*** Excerpted records Section Begins ***

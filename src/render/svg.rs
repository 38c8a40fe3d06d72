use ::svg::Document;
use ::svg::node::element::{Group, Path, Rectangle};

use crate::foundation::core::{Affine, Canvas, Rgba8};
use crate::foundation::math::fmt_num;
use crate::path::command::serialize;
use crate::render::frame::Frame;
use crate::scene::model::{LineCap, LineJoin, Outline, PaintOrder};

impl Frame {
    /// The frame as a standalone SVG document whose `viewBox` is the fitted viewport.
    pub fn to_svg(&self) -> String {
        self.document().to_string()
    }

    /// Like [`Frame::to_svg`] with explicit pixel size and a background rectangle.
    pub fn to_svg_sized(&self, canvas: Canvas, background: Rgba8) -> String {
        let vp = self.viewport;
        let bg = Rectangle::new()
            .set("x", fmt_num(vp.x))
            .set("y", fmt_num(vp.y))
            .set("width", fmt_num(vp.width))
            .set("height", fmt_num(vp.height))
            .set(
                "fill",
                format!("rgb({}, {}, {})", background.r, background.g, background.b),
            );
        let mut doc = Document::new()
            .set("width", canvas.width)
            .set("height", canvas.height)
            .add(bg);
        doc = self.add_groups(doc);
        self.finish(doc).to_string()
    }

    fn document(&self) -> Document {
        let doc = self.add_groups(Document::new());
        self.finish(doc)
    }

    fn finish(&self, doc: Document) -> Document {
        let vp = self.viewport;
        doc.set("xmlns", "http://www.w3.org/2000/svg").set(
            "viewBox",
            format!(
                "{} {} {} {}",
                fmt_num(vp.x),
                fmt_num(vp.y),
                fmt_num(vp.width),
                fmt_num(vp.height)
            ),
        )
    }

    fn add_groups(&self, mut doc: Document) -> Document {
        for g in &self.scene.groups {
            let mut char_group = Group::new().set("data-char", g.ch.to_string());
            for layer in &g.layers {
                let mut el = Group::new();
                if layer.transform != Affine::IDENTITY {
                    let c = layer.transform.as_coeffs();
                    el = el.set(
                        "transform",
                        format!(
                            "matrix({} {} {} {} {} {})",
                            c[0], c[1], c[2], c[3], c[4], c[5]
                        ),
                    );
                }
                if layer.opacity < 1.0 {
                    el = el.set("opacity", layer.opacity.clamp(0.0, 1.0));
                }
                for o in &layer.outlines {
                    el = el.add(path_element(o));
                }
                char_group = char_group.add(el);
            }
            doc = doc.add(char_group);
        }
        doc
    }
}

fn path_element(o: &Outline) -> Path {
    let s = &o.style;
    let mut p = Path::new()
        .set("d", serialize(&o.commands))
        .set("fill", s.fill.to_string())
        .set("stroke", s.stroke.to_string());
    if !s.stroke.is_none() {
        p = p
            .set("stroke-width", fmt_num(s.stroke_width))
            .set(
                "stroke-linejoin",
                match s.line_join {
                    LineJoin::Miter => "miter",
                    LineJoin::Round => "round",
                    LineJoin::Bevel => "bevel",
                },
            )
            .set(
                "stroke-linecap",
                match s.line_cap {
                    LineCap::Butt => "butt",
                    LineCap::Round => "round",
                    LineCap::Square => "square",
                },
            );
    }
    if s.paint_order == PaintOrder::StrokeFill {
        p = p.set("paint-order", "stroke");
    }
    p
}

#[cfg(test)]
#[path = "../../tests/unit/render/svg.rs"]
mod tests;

*** Excerpted records Section Ends ***

Work task
Each line of the records that holds the word "opacity" should be copied out.

Output for this task
                if layer.opacity < 1.0 {
                    el = el.set("opacity", layer.opacity.clamp(0.0, 1.0));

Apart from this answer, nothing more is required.